Prisons in Alabama are the most overcrowded and understaffed in the country.
With more than 26,600 inmates, prisons hold more than 193 percent of their capacity. There are only 13,300 beds in state-run facilities.
"You're really beginning to see the problem have its impact on inmate-on-inmate violence but also the safety of our security guards," Ward said. "Our correctional officers in these facilities are risking their lives because of the overcrowding and understaffing that we have."
Ward and members of the Prison Oversight Committee have all but ruled out the notion of building more prisons to house additional inmates.
"You can't build your way out of this. It'll costs hundreds of millions of dollars," Ward added.
The state could face a lawsuit that challenges the way prisons are managed. California faced a similar situation that led to the federal government essentially calling the shots in the state's prisons.
But in Alabama, there is hardly an appetite to deal with making the lives of prisoners, convicted rapists, murderers and bank robbers.

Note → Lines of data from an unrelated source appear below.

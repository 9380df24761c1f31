//! The shared compiler context handed to every stage.

use crate::chains::ChainRegistry;
use crate::diag::Diagnostics;
use fwforge_model::{Family, ObjectId, ObjectStore};
use std::collections::BTreeMap;

/// iptables table the current pipeline compiles for.
#[derive(Debug, Clone, Copy, PartialEq, Eq)]
pub enum Table {
    Filter,
    Mangle,
    Nat,
}

impl Table {
    pub fn as_str(&self) -> &'static str {
        match self {
            Table::Filter => "filter",
            Table::Mangle => "mangle",
            Table::Nat => "nat",
        }
    }
}

#[derive(Debug, Clone, Copy, PartialEq, Eq)]
pub enum RuleSetKind {
    Policy,
    Nat,
    Routing,
}

/// Per-rule debug tracing: dump the named rule position after every stage.
#[derive(Debug, Clone, Copy)]
pub struct DebugFilter {
    pub kind: RuleSetKind,
    pub position: usize,
}

/// Typed view over the firewall's option map. Unknown keys are reported by
/// the caller that builds this view.
#[derive(Debug, Clone, Default)]
pub struct FirewallOptions {
    pub log_all: bool,
    pub ip_forward: bool,
    pub firewall_is_part_of_any_and_networks: bool,
    pub ignore_empty_groups: bool,
    pub check_shading: bool,
    pub bridging: bool,
    pub local_nat: bool,
    pub accept_new_tcp_with_no_syn: bool,
    pub action_on_reject: String,
    pub log_level: String,
    pub log_prefix: String,
    pub mgmt_addr: Option<String>,
}

impl FirewallOptions {
    pub const KNOWN_KEYS: [&'static str; 12] = [
        "log_all",
        "ip_forward",
        "firewall_is_part_of_any_and_networks",
        "ignore_empty_groups",
        "check_shading",
        "bridging",
        "local_nat",
        "accept_new_tcp_with_no_syn",
        "action_on_reject",
        "log_level",
        "log_prefix",
        "mgmt_addr",
    ];

    /// Build the view from the firewall object's raw option map, returning
    /// the keys that were not recognized alongside.
    pub fn from_map(map: &BTreeMap<String, String>) -> (Self, Vec<String>) {
        let truthy = |k: &str| {
            map.get(k)
                .map(|v| v == "true" || v == "1" || v == "yes")
                .unwrap_or(false)
        };
        let opts = Self {
            log_all: truthy("log_all"),
            ip_forward: map
                .get("ip_forward")
                .map(|v| v == "true" || v == "1" || v == "yes")
                .unwrap_or(true),
            firewall_is_part_of_any_and_networks: truthy("firewall_is_part_of_any_and_networks"),
            ignore_empty_groups: truthy("ignore_empty_groups"),
            check_shading: truthy("check_shading"),
            bridging: truthy("bridging"),
            local_nat: truthy("local_nat"),
            accept_new_tcp_with_no_syn: truthy("accept_new_tcp_with_no_syn"),
            action_on_reject: map
                .get("action_on_reject")
                .cloned()
                .unwrap_or_else(|| "icmp-port-unreachable".into()),
            log_level: map.get("log_level").cloned().unwrap_or_else(|| "info".into()),
            log_prefix: map.get("log_prefix").cloned().unwrap_or_default(),
            mgmt_addr: map.get("mgmt_addr").cloned(),
        };
        let unknown = map
            .keys()
            .filter(|k| !Self::KNOWN_KEYS.contains(&k.as_str()))
            .cloned()
            .collect();
        (opts, unknown)
    }
}

/// Everything a stage may consult or record while processing rules. One
/// context lives for one (rule set, table) pipeline run; the driver carries
/// chain state and diagnostics across rule sets where required.
///
/// The context owns a scratch copy of the object graph: splitting and
/// expansion stages may add synthesized objects (networks covering an
/// address range, single addresses of a host) without touching the source
/// graph the driver loaded.
pub struct CompilerContext {
    pub store: ObjectStore,
    pub fw: ObjectId,
    pub cluster: Option<ObjectId>,
    pub family: Family,
    pub table: Table,
    pub rule_set: ObjectId,
    pub rule_set_name: String,
    pub rule_set_kind: RuleSetKind,
    pub top_rule_set: bool,
    pub options: FirewallOptions,
    pub diag: Diagnostics,
    pub chains: ChainRegistry,
    pub debug: Option<DebugFilter>,
    /// A CONNMARK save landed in OUTPUT; the driver adds the matching
    /// restore-mark rule to the predefined block.
    pub schedule_restore_mark: bool,
    iface_by_name: BTreeMap<String, ObjectId>,
}

impl CompilerContext {
    pub fn new(
        store: ObjectStore,
        fw: ObjectId,
        family: Family,
        table: Table,
        rule_set: ObjectId,
        kind: RuleSetKind,
    ) -> Self {
        let (options, unknown) = FirewallOptions::from_map(&store.get(fw).options);
        let mut diag = Diagnostics::new();
        for key in unknown {
            diag.warn(
                "firewall options",
                format!("unrecognized firewall option '{}'", key),
            );
        }
        let mut iface_by_name = BTreeMap::new();
        for iface in store.interfaces_of(fw) {
            iface_by_name.insert(store.get(iface).name.clone(), iface);
        }
        let name = store.get(rule_set).name.clone();
        let top = rule_set_top(&store, rule_set);
        let cluster = store.cluster_of(fw);
        Self {
            store,
            fw,
            cluster,
            family,
            table,
            rule_set,
            rule_set_name: name.clone(),
            rule_set_kind: kind,
            top_rule_set: top,
            options,
            diag,
            chains: ChainRegistry::new(&name),
            debug: None,
            schedule_restore_mark: false,
            iface_by_name,
        }
    }

    pub fn iface_by_name(&self, name: &str) -> Option<ObjectId> {
        self.iface_by_name.get(name).copied()
    }

    /// All interfaces of the target firewall, in declaration order.
    pub fn fw_interfaces(&self) -> Vec<ObjectId> {
        self.store.interfaces_of(self.fw)
    }

    pub fn debug_matches(&self, kind: RuleSetKind, position: usize) -> bool {
        self.debug
            .map(|f| f.kind == kind && f.position == position)
            .unwrap_or(false)
    }
}

fn rule_set_top(store: &ObjectStore, rule_set: ObjectId) -> bool {
    use fwforge_model::ObjectKind;
    match &store.get(rule_set).kind {
        ObjectKind::PolicyRuleSet(d) | ObjectKind::NatRuleSet(d) | ObjectKind::RoutingRuleSet(d) => {
            d.top
        }
        _ => true,
    }
}

#[cfg(test)]
mod tests {
    use super::*;

    #[test]
    fn options_default_ip_forward_on() {
        let map = BTreeMap::new();
        let (opts, unknown) = FirewallOptions::from_map(&map);
        assert!(opts.ip_forward);
        assert!(!opts.log_all);
        assert!(unknown.is_empty());
        assert_eq!(opts.action_on_reject, "icmp-port-unreachable");
    }

    #[test]
    fn unknown_option_keys_are_reported() {
        let mut map = BTreeMap::new();
        map.insert("log_all".to_string(), "true".to_string());
        map.insert("frobnicate".to_string(), "1".to_string());
        let (opts, unknown) = FirewallOptions::from_map(&map);
        assert!(opts.log_all);
        assert_eq!(unknown, vec!["frobnicate".to_string()]);
    }
}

Improving the food or bunkbeds at prisons aren't the kinds of campaign promises that draw voters to the polls in an election year. Ward understands that.
"No one's ever gone out and campaigned on the idea of 'elect me I'm going to fix the prisons but at the same time, for the financial well-being of our state, if we don't do something now, in five or six years we're going to pass the buck off to somebody else who's going to pay for it with federal court intervention," Ward said.